(Task details) Check each line of the records for "Some"; collect those that have it.

(Data for review)

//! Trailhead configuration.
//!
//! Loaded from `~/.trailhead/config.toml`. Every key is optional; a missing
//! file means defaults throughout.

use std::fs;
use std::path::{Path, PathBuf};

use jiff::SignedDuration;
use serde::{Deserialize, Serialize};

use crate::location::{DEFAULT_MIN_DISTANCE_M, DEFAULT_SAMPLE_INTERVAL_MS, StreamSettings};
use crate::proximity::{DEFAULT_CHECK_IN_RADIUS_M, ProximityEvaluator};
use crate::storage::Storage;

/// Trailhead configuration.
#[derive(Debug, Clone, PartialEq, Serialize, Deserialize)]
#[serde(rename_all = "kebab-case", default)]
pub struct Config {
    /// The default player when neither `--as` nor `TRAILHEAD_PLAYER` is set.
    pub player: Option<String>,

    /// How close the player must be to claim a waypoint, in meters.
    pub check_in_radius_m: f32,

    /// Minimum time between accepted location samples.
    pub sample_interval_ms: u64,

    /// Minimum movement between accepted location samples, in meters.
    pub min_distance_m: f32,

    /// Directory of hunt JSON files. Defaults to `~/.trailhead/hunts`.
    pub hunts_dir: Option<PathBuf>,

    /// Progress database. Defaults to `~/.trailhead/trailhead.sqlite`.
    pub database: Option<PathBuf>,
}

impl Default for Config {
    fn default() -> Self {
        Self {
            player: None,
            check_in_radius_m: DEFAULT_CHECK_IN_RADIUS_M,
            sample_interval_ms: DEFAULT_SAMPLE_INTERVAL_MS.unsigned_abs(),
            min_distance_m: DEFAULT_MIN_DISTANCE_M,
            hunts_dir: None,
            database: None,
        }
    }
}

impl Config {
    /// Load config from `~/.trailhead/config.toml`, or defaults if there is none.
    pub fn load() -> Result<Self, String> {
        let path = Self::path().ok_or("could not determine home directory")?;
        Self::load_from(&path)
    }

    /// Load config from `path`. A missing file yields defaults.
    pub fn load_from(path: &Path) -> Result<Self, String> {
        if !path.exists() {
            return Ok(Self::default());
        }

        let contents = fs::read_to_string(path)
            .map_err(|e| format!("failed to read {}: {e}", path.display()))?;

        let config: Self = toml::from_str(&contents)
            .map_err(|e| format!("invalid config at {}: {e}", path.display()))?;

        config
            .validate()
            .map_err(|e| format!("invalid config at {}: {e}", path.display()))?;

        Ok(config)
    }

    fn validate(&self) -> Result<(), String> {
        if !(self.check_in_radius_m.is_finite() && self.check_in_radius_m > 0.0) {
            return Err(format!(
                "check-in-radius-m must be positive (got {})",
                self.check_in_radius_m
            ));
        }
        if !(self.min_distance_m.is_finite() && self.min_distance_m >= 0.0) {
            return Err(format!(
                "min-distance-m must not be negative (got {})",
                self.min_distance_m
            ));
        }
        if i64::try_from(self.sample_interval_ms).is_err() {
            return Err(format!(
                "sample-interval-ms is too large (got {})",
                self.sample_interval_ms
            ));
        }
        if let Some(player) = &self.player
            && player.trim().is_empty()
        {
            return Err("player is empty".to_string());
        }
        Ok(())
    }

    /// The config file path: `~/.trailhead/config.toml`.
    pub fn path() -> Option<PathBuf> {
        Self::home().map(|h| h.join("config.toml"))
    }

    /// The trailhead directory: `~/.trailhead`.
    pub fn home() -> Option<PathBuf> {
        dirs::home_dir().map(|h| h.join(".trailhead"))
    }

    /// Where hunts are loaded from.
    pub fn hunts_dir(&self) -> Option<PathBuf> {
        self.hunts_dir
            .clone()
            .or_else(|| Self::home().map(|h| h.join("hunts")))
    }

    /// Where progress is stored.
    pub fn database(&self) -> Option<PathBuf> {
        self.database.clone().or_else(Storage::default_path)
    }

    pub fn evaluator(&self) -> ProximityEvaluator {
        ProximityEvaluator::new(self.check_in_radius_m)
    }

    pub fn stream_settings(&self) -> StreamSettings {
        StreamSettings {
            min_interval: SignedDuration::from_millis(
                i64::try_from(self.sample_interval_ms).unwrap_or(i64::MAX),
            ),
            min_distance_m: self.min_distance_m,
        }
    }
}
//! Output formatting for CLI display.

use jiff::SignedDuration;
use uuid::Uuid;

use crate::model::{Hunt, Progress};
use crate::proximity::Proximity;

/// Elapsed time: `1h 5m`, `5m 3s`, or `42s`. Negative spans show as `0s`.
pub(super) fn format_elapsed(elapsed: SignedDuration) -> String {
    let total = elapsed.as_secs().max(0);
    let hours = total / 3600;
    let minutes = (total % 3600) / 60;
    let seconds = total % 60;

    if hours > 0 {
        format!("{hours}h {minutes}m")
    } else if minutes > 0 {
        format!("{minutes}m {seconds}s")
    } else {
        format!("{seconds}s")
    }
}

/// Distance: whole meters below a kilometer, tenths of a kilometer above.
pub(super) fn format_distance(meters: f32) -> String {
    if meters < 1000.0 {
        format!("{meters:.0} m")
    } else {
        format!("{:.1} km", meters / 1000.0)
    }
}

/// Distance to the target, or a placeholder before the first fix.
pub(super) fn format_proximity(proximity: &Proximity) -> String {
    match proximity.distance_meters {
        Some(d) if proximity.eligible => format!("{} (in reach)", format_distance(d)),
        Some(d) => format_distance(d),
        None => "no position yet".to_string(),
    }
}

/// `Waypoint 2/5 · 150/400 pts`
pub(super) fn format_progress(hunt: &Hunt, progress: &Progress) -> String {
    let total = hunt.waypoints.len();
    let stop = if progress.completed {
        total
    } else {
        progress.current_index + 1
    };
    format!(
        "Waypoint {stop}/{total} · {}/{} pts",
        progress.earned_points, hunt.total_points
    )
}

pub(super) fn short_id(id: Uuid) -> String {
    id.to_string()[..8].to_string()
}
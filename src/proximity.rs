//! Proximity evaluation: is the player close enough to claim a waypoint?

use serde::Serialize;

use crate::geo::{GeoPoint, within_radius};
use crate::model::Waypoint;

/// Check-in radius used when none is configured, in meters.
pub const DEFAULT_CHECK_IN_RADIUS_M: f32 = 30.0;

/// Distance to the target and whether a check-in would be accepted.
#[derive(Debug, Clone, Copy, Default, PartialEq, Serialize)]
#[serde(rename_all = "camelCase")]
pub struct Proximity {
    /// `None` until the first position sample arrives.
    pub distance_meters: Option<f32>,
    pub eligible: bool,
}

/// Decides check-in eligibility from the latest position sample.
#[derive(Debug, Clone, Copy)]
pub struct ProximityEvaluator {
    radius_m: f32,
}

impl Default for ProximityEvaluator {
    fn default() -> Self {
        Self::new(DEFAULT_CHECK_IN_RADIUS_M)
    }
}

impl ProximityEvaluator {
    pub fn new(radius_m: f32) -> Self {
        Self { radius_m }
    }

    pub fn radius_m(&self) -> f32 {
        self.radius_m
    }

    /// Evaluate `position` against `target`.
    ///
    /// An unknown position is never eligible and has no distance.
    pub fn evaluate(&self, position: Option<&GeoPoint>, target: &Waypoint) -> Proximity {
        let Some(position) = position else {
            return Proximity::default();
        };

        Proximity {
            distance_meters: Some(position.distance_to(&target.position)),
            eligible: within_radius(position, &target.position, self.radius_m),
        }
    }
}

(Answer section)
        if let Some(player) = &self.player
        Some(d) if proximity.eligible => format!("{} (in reach)", format_distance(d)),
        Some(d) => format_distance(d),
        let Some(position) = position else {
            distance_meters: Some(position.distance_to(&target.position)),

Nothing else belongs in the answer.